Texas Roadhouse founder and CEO Kent Taylor dead at 65

The cause of his death was not disclosed by company officials

Kent Taylor, the founder and CEO of casual-dining chain Texas Roadhouse Inc., has died, the company announced late Thursday.

No details about the cause of his death were provided. He was reportedly 65, according to local media accounts.

Greg Moore, lead director for the Louisville, Ky.-based chain, said the board was deeply saddened by Taylor’s loss. “He founded Texas Roadhouse and dedicated himself to building it into a legendary experience for ‘Roadies’ and restaurant guests alike.”

During the pandemic, Taylor gave up his entire compensation package to help support his frontline workers, Moore said. “This selfless act was no surprise to anyone who knew Kent and his strong belief in servant leadership. He was without a doubt, a people-first leader. His entrepreneurial spirit will live on in the company he built, the projects he supported and the lives he touched.”
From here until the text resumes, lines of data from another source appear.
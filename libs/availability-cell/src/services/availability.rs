use std::sync::Arc;

use async_trait::async_trait;
use chrono::NaiveDate;
use tracing::{debug, warn};
use uuid::Uuid;

use shared_models::{Appointment, TimeOfDay, WorkingWindow};

use crate::models::{AvailabilityError, BookedRange, DayAvailability, SlotQuery};
use crate::services::slots::compute_available_slots;

/// Duration used when the caller does not request one.
pub const DEFAULT_DURATION_MINUTES: i32 = 60;

/// Business-configuration collaborator: resolves the working window that
/// applies to a business on a given calendar date (implementations map the
/// date to its weekday entry in the weekly schedule).
#[async_trait]
pub trait BusinessDirectory: Send + Sync {
    async fn working_window(
        &self,
        business_id: Uuid,
        date: NaiveDate,
    ) -> Result<WorkingWindow, AvailabilityError>;
}

/// Appointment-store collaborator: every appointment recorded for the
/// business on the date. Implementations may pre-filter cancelled entries;
/// the service filters them again either way.
#[async_trait]
pub trait AppointmentStore: Send + Sync {
    async fn appointments_for_date(
        &self,
        business_id: Uuid,
        date: NaiveDate,
    ) -> Result<Vec<Appointment>, AvailabilityError>;
}

pub struct AvailabilityService {
    directory: Arc<dyn BusinessDirectory>,
    appointments: Arc<dyn AppointmentStore>,
}

impl AvailabilityService {
    pub fn new(directory: Arc<dyn BusinessDirectory>, appointments: Arc<dyn AppointmentStore>) -> Self {
        Self {
            directory,
            appointments,
        }
    }

    /// Calculate the available slots for a business on a date.
    ///
    /// Closed days short-circuit to an empty, closed-marked result without
    /// the engine ever running. An open day with no free slots is a success
    /// with an empty list, never an error.
    pub async fn available_slots(
        &self,
        business_id: Uuid,
        date: NaiveDate,
        duration_minutes: Option<i32>,
    ) -> Result<DayAvailability, AvailabilityError> {
        let duration = duration_minutes.unwrap_or(DEFAULT_DURATION_MINUTES);
        if duration <= 0 {
            return Err(AvailabilityError::InvalidDuration(duration));
        }

        debug!("Calculating available slots for business {} on {}", business_id, date);

        let window = self.directory.working_window(business_id, date).await?;

        if window.is_closed {
            debug!("Business {} is closed on {}", business_id, date);
            return Ok(DayAvailability {
                date,
                is_closed: true,
                available_slots: vec![],
            });
        }

        let open = parse_bound(window.open.as_deref())?;
        let close = parse_bound(window.close.as_deref())?;
        if open >= close {
            warn!("Business {} has an inverted working window on {}: {} >= {}", business_id, date, open, close);
        }

        let appointments = self.appointments.appointments_for_date(business_id, date).await?;
        let booked_ranges = booked_ranges_of(&appointments)?;

        let available_slots = compute_available_slots(&SlotQuery {
            open,
            close,
            booked_ranges,
            duration_minutes: duration,
        })?;

        debug!("Found {} available slots", available_slots.len());

        Ok(DayAvailability {
            date,
            is_closed: false,
            available_slots,
        })
    }
}

/// Missing open/close bounds on a non-closed day are treated exactly like
/// malformed ones: fail fast rather than guess.
fn parse_bound(raw: Option<&str>) -> Result<TimeOfDay, AvailabilityError> {
    Ok(raw.unwrap_or_default().parse::<TimeOfDay>()?)
}

fn booked_ranges_of(appointments: &[Appointment]) -> Result<Vec<BookedRange>, AvailabilityError> {
    let mut booked_ranges = Vec::with_capacity(appointments.len());
    for appointment in appointments {
        if let Some(range) = BookedRange::from_appointment(appointment)? {
            booked_ranges.push(range);
        }
    }
    Ok(booked_ranges)
}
KentTaylor_2014_portrait.jpegTaylor founded the now-630-unit chain in 1993 in Clarksville, Ind., as a dinner-only concept. The goal was to create a steak restaurant where families could gather for a great meal at a great price. The chain was built with a managing-partner model, with managing partners at each unit investing $25,000 in exchange for 10% of profits.

He was described by peers as innovative, creative, forward-thinking and detail oriented, and he was known for his signature cowboy hat.
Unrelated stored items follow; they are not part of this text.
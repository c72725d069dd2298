use chrono::Weekday;
use serde::{Deserialize, Serialize};

/// Opening hours for one weekday, exactly as the business-configuration
/// store keeps them: raw `"HH:MM"` strings that may be unset for days the
/// owner never filled in, plus a closed flag.
///
/// Invariant (enforced where the values are parsed, not here): when the day
/// is not closed, `open < close`. Overnight windows are not supported.
#[derive(Debug, Clone, Default, PartialEq, Eq, Serialize, Deserialize)]
#[serde(rename_all = "camelCase")]
pub struct WorkingWindow {
    pub open: Option<String>,
    pub close: Option<String>,
    #[serde(default)]
    pub is_closed: bool,
}

impl WorkingWindow {
    pub fn hours(open: &str, close: &str) -> Self {
        Self {
            open: Some(open.to_string()),
            close: Some(close.to_string()),
            is_closed: false,
        }
    }

    pub fn closed() -> Self {
        Self {
            open: None,
            close: None,
            is_closed: true,
        }
    }
}

/// A business's weekly schedule, one window per weekday.
#[derive(Debug, Clone, Default, PartialEq, Eq, Serialize, Deserialize)]
pub struct WeeklyWorkingHours {
    #[serde(default)]
    pub monday: WorkingWindow,
    #[serde(default)]
    pub tuesday: WorkingWindow,
    #[serde(default)]
    pub wednesday: WorkingWindow,
    #[serde(default)]
    pub thursday: WorkingWindow,
    #[serde(default)]
    pub friday: WorkingWindow,
    #[serde(default)]
    pub saturday: WorkingWindow,
    #[serde(default)]
    pub sunday: WorkingWindow,
}

impl WeeklyWorkingHours {
    pub fn window_for(&self, weekday: Weekday) -> &WorkingWindow {
        match weekday {
            Weekday::Mon => &self.monday,
            Weekday::Tue => &self.tuesday,
            Weekday::Wed => &self.wednesday,
            Weekday::Thu => &self.thursday,
            Weekday::Fri => &self.friday,
            Weekday::Sat => &self.saturday,
            Weekday::Sun => &self.sunday,
        }
    }
}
Named a Golden Chain winner by Nation’s Restaurant News, Taylor was also Operator of the Year in 2014, selected by NRN readers. 

In an interview at the time, Taylor said he didn’t think of himself as a CEO.

“I’m really just the head restaurant dude, and I put my mindset …  as that of a managing partner or general manager,” he said. “… I find that that’s — at least for me — a better way for me to operate the company than to worry about Wall Street or any of those folks.”

The largely dine-in concept took a hit during the year of COVID’s restrictions, but Texas Roadhouse built a to-go business that appeared to be staying strong as restaurant dining rooms reopened for dine-in business.

The company has also been growing its two secondary concepts:  the pizza, burgers and beer-focused Bubba’s 33 and the fast-casual Jaggers.